=== Problem to work on ===
Scan the listing below for "total", then report every line that has it.

=== Exercise input ===
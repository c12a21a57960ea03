use heartlink_trials::{
    engine::ScoringEngine,
    trials::{run_suite, MetricValue, TrialId, UnknownTrial},
};

fn count(value: Option<&MetricValue>) -> u64 {
    match value {
        Some(MetricValue::Count(n)) => *n,
        other => panic!("expected a count, got {other:?}"),
    }
}

fn table_sum(value: Option<&MetricValue>) -> u64 {
    value
        .and_then(MetricValue::as_table)
        .map(|table| table.values().sum())
        .expect("table metric")
}

#[test]
fn same_seed_reproduces_results() {
    let engine = ScoringEngine::default();
    let ids = [TrialId::OrthopneaTrigger, TrialId::MergedNoiseGuard];
    let first = run_suite(42, &engine, &ids);
    let second = run_suite(42, &engine, &ids);
    assert_eq!(first, second);
    assert_eq!(first.keys().copied().collect::<Vec<_>>(), ids.to_vec());
}

#[test]
fn full_suite_reports_every_trial() {
    let engine = ScoringEngine::default();
    let results = run_suite(42, &engine, &TrialId::ALL);
    assert_eq!(results.len(), 10);
    assert_eq!(
        results.keys().copied().collect::<Vec<_>>(),
        TrialId::ALL.to_vec()
    );

    let t10 = &results[&TrialId::BaselineDrift];
    assert_eq!(count(t10.get("N_users")), 10_000);
    assert_eq!(count(t10.get("days")), 30);
    assert!(t10.get("stable_within_pm_0_04").is_some());

    assert_eq!(count(results[&TrialId::PerturbationSweep].get("N_cases")), 1_000);
    assert_eq!(count(results[&TrialId::OrthopneaTrigger].get("N_cases")), 500);

    let t13 = &results[&TrialId::MergedNoiseGuard];
    assert_eq!(count(t13.get("N_cases")), 5_000);
    assert_eq!(count(t13.get("fp_guard")), 0);
    assert_eq!(count(t13.get("fp_no_guard")), 0);

    let t14 = &results[&TrialId::CooldownClamp];
    assert_eq!(count(t14.get("N_sequences")), 500);
    let days = t14
        .get("median_days_to_green")
        .and_then(MetricValue::as_f64)
        .expect("median days");
    assert!((0.0..20.0).contains(&days));

    let t15 = &results[&TrialId::ChronicVsAcute];
    assert_eq!(count(t15.get("N_cases")), 2_000);
    assert_eq!(table_sum(t15.get("true_dist")), 2_000);
    assert_eq!(table_sum(t15.get("pred_dist")), 2_000);

    let t16 = &results[&TrialId::FalseAlertSweep];
    assert_eq!(count(t16.get("N_days")), 25_000);
    assert_eq!(count(t16.get("false_alerts")), 0);

    let t17 = &results[&TrialId::PingPongAudit];
    assert_eq!(count(t17.get("N_trajectories")), 100);
    assert_eq!(count(t17.get("days")), 60);

    assert_eq!(count(results[&TrialId::CrossBaselineStress].get("N_cases")), 4_000);

    let t19 = &results[&TrialId::IntegratedHoldout];
    assert_eq!(count(t19.get("N_cases")), 4_800);
    assert_eq!(table_sum(t19.get("confusion")), 4_800);

    let rates = [
        (TrialId::PerturbationSweep, "unchanged_rate"),
        (TrialId::OrthopneaTrigger, "orthopnea_escalation_accuracy"),
        (TrialId::CooldownClamp, "clamp_hold_rate"),
        (TrialId::ChronicVsAcute, "accuracy"),
        (TrialId::ChronicVsAcute, "auc_surrogate"),
        (TrialId::FalseAlertSweep, "false_alert_rate"),
        (TrialId::PingPongAudit, "mean_ping_pong_rate"),
        (TrialId::CrossBaselineStress, "within_pm_0_05"),
        (TrialId::IntegratedHoldout, "accuracy"),
        (TrialId::IntegratedHoldout, "accuracy_CI95_low"),
        (TrialId::IntegratedHoldout, "accuracy_CI95_high"),
    ];
    for (id, name) in rates {
        let value = results[&id]
            .get(name)
            .and_then(MetricValue::as_f64)
            .unwrap_or_else(|| panic!("{id} is missing {name}"));
        assert!((0.0..=1.0).contains(&value), "{id} {name} = {value}");
    }
}

#[test]
fn trial_ids_parse_loosely() {
    assert_eq!("T1.3".parse::<TrialId>(), Ok(TrialId::MergedNoiseGuard));
    assert_eq!("t1_3".parse::<TrialId>(), Ok(TrialId::MergedNoiseGuard));
    assert_eq!("1.9".parse::<TrialId>(), Ok(TrialId::IntegratedHoldout));
    assert_eq!(
        "T2.0".parse::<TrialId>(),
        Err(UnknownTrial("T2.0".to_string()))
    );
}

#[test]
fn trial_ids_format_for_files() {
    assert_eq!(TrialId::CooldownClamp.to_string(), "T1.4");
    assert_eq!(TrialId::CooldownClamp.file_stem(), "T1_4");
    assert_eq!(TrialId::ALL[0].code(), "T1.0");
}
//! HeartLink v4.1 severity score and its synthetic validation harness.

pub mod cli;
pub mod cohort;
pub mod config;
pub mod engine;
pub mod logging;
pub mod metrics;
pub mod oracle;
pub mod report;
pub mod trials;
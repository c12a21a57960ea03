//! Category oscillation over a trajectory.

use crate::engine::RiskCategory;

/// Share of positions `i >= 2` where the category returns to its value two
/// days earlier after a one-day change (A, B, A). Fewer than three entries
/// score 0.
pub fn ping_pong_rate(categories: &[RiskCategory]) -> f64 {
    if categories.len() < 3 {
        return 0.0;
    }
    let flips = categories
        .windows(3)
        .filter(|w| w[0] == w[2] && w[1] != w[2])
        .count();
    flips as f64 / (categories.len() - 2) as f64
}
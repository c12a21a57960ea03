//! Command-line interface wiring for heartlink-trials.

use anyhow::Result;
use clap::{Parser, Subcommand};

use crate::config::Settings;

pub mod list;
pub mod run;

/// Top-level CLI definition.
#[derive(Debug, Parser)]
#[command(author, version, about = "HeartLink v4.1 synthetic validation suite", long_about = None)]
pub struct Cli {
    #[command(subcommand)]
    command: Commands,
}

impl Cli {
    /// Parse CLI arguments from the environment.
    pub fn parse() -> Self {
        <Self as Parser>::parse()
    }

    /// Dispatch the selected sub-command.
    pub fn dispatch(self, settings: Settings) -> Result<()> {
        match self.command {
            Commands::Run(args) => run::run(args, settings),
            Commands::List => list::run(),
        }
    }
}

/// Supported sub-commands.
#[derive(Debug, Subcommand)]
pub enum Commands {
    /// Run validation trials and export their metrics.
    Run(run::Args),
    /// List the available trials.
    List,
}
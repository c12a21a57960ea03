//! Reference labels for grading engine output.
//!
//! Works on raw deltas with no tolerance, smoothing or hysteresis.

use crate::engine::{Baseline, Observation, RiskCategory};

/// Scale applied to the summed raw deltas.
pub const DELTA_SCALE: f64 = 0.8;
/// Added when orthopnea is new relative to baseline.
pub const ORTHOPNEA_BONUS: f64 = 1.0;

/// Latent severity, floored at 0.
pub fn latent(observation: &Observation, baseline: &Baseline) -> f64 {
    let today = observation.levels();
    let reference = baseline.levels();
    let mut severity = ((today[0] - reference[0])
        + (today[1] - reference[1])
        + (today[2] - reference[2]))
        * DELTA_SCALE;
    if observation.orthopnea && !baseline.orthopnea {
        severity += ORTHOPNEA_BONUS;
    }
    severity.max(0.0)
}

/// Band a latent severity with the engine's thresholds.
pub fn label(severity: f64) -> RiskCategory {
    RiskCategory::from_severity(severity)
}

pub fn grade(observation: &Observation, baseline: &Baseline) -> RiskCategory {
    label(latent(observation, baseline))
}
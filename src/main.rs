//! Entry point wiring CLI dispatch to the validation suite.

use anyhow::Result;
use heartlink_trials::{cli::Cli, config::Settings, logging};
use tracing::{info, instrument};

#[instrument]
fn main() -> Result<()> {
    logging::init_tracing()?;
    let settings = Settings::load()?;
    let cli = Cli::parse();

    info!(?cli, "starting command");
    cli.dispatch(settings)
}
use heartlink_trials::engine::{deescalation::hold_deescalation, RiskCategory};

use RiskCategory::{Green, Orange, Red, Yellow};

const HOLD: usize = 5;

#[test]
fn empty_history_accepts_green() {
    assert_eq!(hold_deescalation(&[], Green, HOLD), Green);
}

#[test]
fn history_without_escalation_accepts_green() {
    assert_eq!(hold_deescalation(&[Green, Yellow, Yellow], Green, HOLD), Green);
}

#[test]
fn green_right_after_red_is_held() {
    assert_eq!(hold_deescalation(&[Red], Green, HOLD), Yellow);
}

#[test]
fn non_green_proposals_pass_through() {
    assert_eq!(hold_deescalation(&[Red], Orange, HOLD), Orange);
    assert_eq!(hold_deescalation(&[Orange], Yellow, HOLD), Yellow);
    assert_eq!(hold_deescalation(&[Orange], Red, HOLD), Red);
}

#[test]
fn green_needs_five_calm_days_after_escalation() {
    assert_eq!(
        hold_deescalation(&[Orange, Yellow, Yellow, Yellow], Green, HOLD),
        Yellow
    );
    assert_eq!(
        hold_deescalation(&[Orange, Yellow, Yellow, Yellow, Yellow], Green, HOLD),
        Yellow
    );
    assert_eq!(
        hold_deescalation(&[Orange, Yellow, Yellow, Yellow, Yellow, Green], Green, HOLD),
        Green
    );
}

#[test]
fn only_the_latest_escalation_counts() {
    let categories = [Red, Green, Green, Green, Green, Green, Orange, Yellow];
    assert_eq!(hold_deescalation(&categories, Green, HOLD), Yellow);
}
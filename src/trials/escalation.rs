//! Escalation triggers and their guards (T1.2, T1.3, T1.4).

use crate::{
    cohort::{Archetype, CohortGenerator, Perturbation},
    engine::{Baseline, Observation, PatientHistory, RiskCategory, ScoringEngine},
    metrics::{median, round3, wilson_interval},
    oracle,
};

use super::TrialMetrics;

const ORTHOPNEA_CASES: usize = 500;

const NOISE_CASES: usize = 5_000;
const GUARDED_BUMP: f64 = 0.15;
const CONTROL_BUMP: f64 = 0.21;

const CLAMP_SEQUENCES: usize = 500;
const CLAMP_DAYS: usize = 20;

/// T1.2: new orthopnea plus a moderate sob bump must lift a mild patient to
/// at least Yellow.
pub fn orthopnea_trigger(generator: &mut CohortGenerator, engine: &ScoringEngine) -> TrialMetrics {
    let mut escalated = 0usize;
    for _ in 0..ORTHOPNEA_CASES {
        let mut baseline = generator.baseline(Archetype::Mild);
        baseline.orthopnea = false;
        let perturbation = Perturbation::jitter(0.1)
            .with_bumps([0.8, 0.0, 0.0])
            .with_orthopnea(true);
        let observation = generator.sample(&baseline, &perturbation);
        let mut history = PatientHistory::new();
        let predicted = engine.score(&observation, &baseline, &mut history).category;
        if predicted >= RiskCategory::Yellow {
            escalated += 1;
        }
    }

    let rate = escalated as f64 / ORTHOPNEA_CASES as f64;
    let (low, high) = wilson_interval(rate, ORTHOPNEA_CASES);
    TrialMetrics::new()
        .with("N_cases", ORTHOPNEA_CASES)
        .with("orthopnea_escalation_accuracy", round3(rate))
        .with("CI95_low", round3(low))
        .with("CI95_high", round3(high))
}

/// T1.3: false positives for sub-tolerance bumps versus a control just above
/// tolerance. Both probes are graded by the oracle on a fresh history.
pub fn merged_noise_guard(generator: &mut CohortGenerator, engine: &ScoringEngine) -> TrialMetrics {
    let mut fp_guard = 0usize;
    let mut fp_no_guard = 0usize;
    for _ in 0..NOISE_CASES {
        let baseline = generator.baseline(Archetype::Low);

        let guarded = Perturbation::jitter(0.0).with_bumps([GUARDED_BUMP, GUARDED_BUMP, 0.0]);
        let probe = generator.sample(&baseline, &guarded);
        if is_false_positive(engine, &probe, &baseline) {
            fp_guard += 1;
        }

        let control = Perturbation::jitter(0.0).with_bumps([CONTROL_BUMP, CONTROL_BUMP, 0.0]);
        let probe = generator.sample(&baseline, &control);
        if is_false_positive(engine, &probe, &baseline) {
            fp_no_guard += 1;
        }
    }

    let reduction = (fp_no_guard as f64 - fp_guard as f64) / fp_no_guard.max(1) as f64;
    TrialMetrics::new()
        .with("N_cases", NOISE_CASES)
        .with("fp_no_guard", fp_no_guard)
        .with("fp_guard", fp_guard)
        .with("false_alert_reduction", round3(reduction))
}

fn is_false_positive(
    engine: &ScoringEngine,
    observation: &Observation,
    baseline: &Baseline,
) -> bool {
    let mut history = PatientHistory::new();
    let predicted = engine.score(observation, baseline, &mut history).category;
    oracle::grade(observation, baseline) == RiskCategory::Green && predicted != RiskCategory::Green
}

/// T1.4: after an acute spike, Green must not return before the
/// de-escalation hold has elapsed.
pub fn cooldown_clamp(generator: &mut CohortGenerator, engine: &ScoringEngine) -> TrialMetrics {
    let hold = engine.config().deescalation_days;
    let mut held = 0usize;
    let mut hold_days = Vec::with_capacity(CLAMP_SEQUENCES);
    for _ in 0..CLAMP_SEQUENCES {
        let baseline = generator.baseline(Archetype::Mild);
        let mut history = PatientHistory::new();
        let spike = Perturbation::jitter(0.0).with_bumps([1.2, 1.0, 0.6]);
        let observation = generator.sample(&baseline, &spike);
        engine.score(&observation, &baseline, &mut history);

        let mut first_green = None;
        for day in 1..CLAMP_DAYS {
            let observation = generator.sample(&baseline, &Perturbation::jitter(0.05));
            let scored = engine.score(&observation, &baseline, &mut history);
            if scored.category == RiskCategory::Green && first_green.is_none() {
                first_green = Some(day);
            }
        }

        if first_green.map_or(true, |day| day >= hold) {
            held += 1;
        }
        hold_days.push(first_green.unwrap_or(hold) as f64);
    }

    let rate = held as f64 / CLAMP_SEQUENCES as f64;
    let (low, high) = wilson_interval(rate, CLAMP_SEQUENCES);
    TrialMetrics::new()
        .with("N_sequences", CLAMP_SEQUENCES)
        .with("clamp_hold_rate", round3(rate))
        .with("CI95_low", round3(low))
        .with("CI95_high", round3(high))
        .with("median_days_to_green", median(&hold_days))
}
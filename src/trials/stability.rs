//! Category oscillation on a weekly symptom cycle (T1.7).

use crate::{
    cohort::{Archetype, CohortGenerator, Perturbation},
    engine::{PatientHistory, ScoringEngine},
    metrics::{mean, ping_pong_rate, population_std, round3},
};

use super::TrialMetrics;

const TRAJECTORIES: usize = 100;
const DAYS: usize = 60;
const CYCLE_DAYS: usize = 7;
/// Leading days of each cycle carrying the worsening step.
const WORSE_DAYS: usize = 3;

pub fn ping_pong_audit(generator: &mut CohortGenerator, engine: &ScoringEngine) -> TrialMetrics {
    let mut rates = Vec::with_capacity(TRAJECTORIES);
    for _ in 0..TRAJECTORIES {
        let baseline = generator.baseline(Archetype::Mixed);
        let mut history = PatientHistory::new();
        for day in 0..DAYS {
            let step: f64 = if day % CYCLE_DAYS < WORSE_DAYS { 0.3 } else { -0.1 };
            let perturbation =
                Perturbation::jitter(0.15).with_bumps([step.max(0.0), (step / 2.0).max(0.0), 0.0]);
            let observation = generator.sample(&baseline, &perturbation);
            engine.score(&observation, &baseline, &mut history);
        }
        rates.push(ping_pong_rate(history.categories()));
    }

    TrialMetrics::new()
        .with("N_trajectories", TRAJECTORIES)
        .with("days", DAYS)
        .with("mean_ping_pong_rate", round3(mean(&rates)))
        .with("std", round3(population_std(&rates)))
}
//! Structured logging bootstrap using `tracing`.

use anyhow::Result;
use tracing_subscriber::{fmt, prelude::*, EnvFilter};

/// Filter used when `RUST_LOG` is unset.
const DEFAULT_DIRECTIVES: &str = "info";

/// Install a global tracing subscriber writing to stderr, leaving stdout for
/// command output. Safe to call more than once.
pub fn init_tracing() -> Result<()> {
    if tracing::dispatcher::has_been_set() {
        return Ok(());
    }

    let env_filter =
        EnvFilter::try_from_default_env().or_else(|_| EnvFilter::try_new(DEFAULT_DIRECTIVES))?;

    let fmt_layer = fmt::layer()
        .with_writer(std::io::stderr)
        .with_target(true)
        .with_timer(fmt::time::UtcTime::rfc_3339())
        .with_level(true)
        .with_line_number(true)
        .with_file(true)
        .with_filter(env_filter);

    tracing_subscriber::registry().with(fmt_layer).try_init()?;

    tracing::debug!(directives = DEFAULT_DIRECTIVES, "tracing initialised");
    Ok(())
}
//! Ordinal surrogate AUC: the mean of three binary rank-sum AUCs at the
//! thresholds >= Yellow, >= Orange and >= Red.

use crate::engine::RiskCategory;

pub fn surrogate_auc(truth: &[RiskCategory], predicted: &[RiskCategory]) -> f64 {
    let scores: Vec<usize> = predicted.iter().map(|c| c.rank()).collect();
    let thresholds = [RiskCategory::Yellow, RiskCategory::Orange, RiskCategory::Red];
    let total: f64 = thresholds
        .iter()
        .map(|threshold| {
            let labels: Vec<bool> = truth.iter().map(|t| t >= threshold).collect();
            binary_auc(&labels, &scores)
        })
        .sum();
    total / thresholds.len() as f64
}

/// Mann-Whitney AUC. Ties are not averaged: positives are listed first and
/// the sort is stable, so tied positives take the lower ranks. Returns 0.5
/// when either class is empty.
pub fn binary_auc(labels: &[bool], scores: &[usize]) -> f64 {
    let positives: Vec<usize> = scores
        .iter()
        .zip(labels)
        .filter(|(_, positive)| **positive)
        .map(|(score, _)| *score)
        .collect();
    let negatives: Vec<usize> = scores
        .iter()
        .zip(labels)
        .filter(|(_, positive)| !**positive)
        .map(|(score, _)| *score)
        .collect();
    if positives.is_empty() || negatives.is_empty() {
        return 0.5;
    }

    let mut ranked: Vec<(usize, bool)> = positives
        .iter()
        .map(|s| (*s, true))
        .chain(negatives.iter().map(|s| (*s, false)))
        .collect();
    ranked.sort_by_key(|(score, _)| *score);

    let rank_sum: f64 = ranked
        .iter()
        .enumerate()
        .filter(|(_, (_, positive))| *positive)
        .map(|(idx, _)| (idx + 1) as f64)
        .sum();
    let n1 = positives.len() as f64;
    let n0 = negatives.len() as f64;
    (rank_sum - n1 * (n1 + 1.0) / 2.0) / (n1 * n0)
}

=== Problem solution ===
    let total: f64 = thresholds
    total / thresholds.len() as f64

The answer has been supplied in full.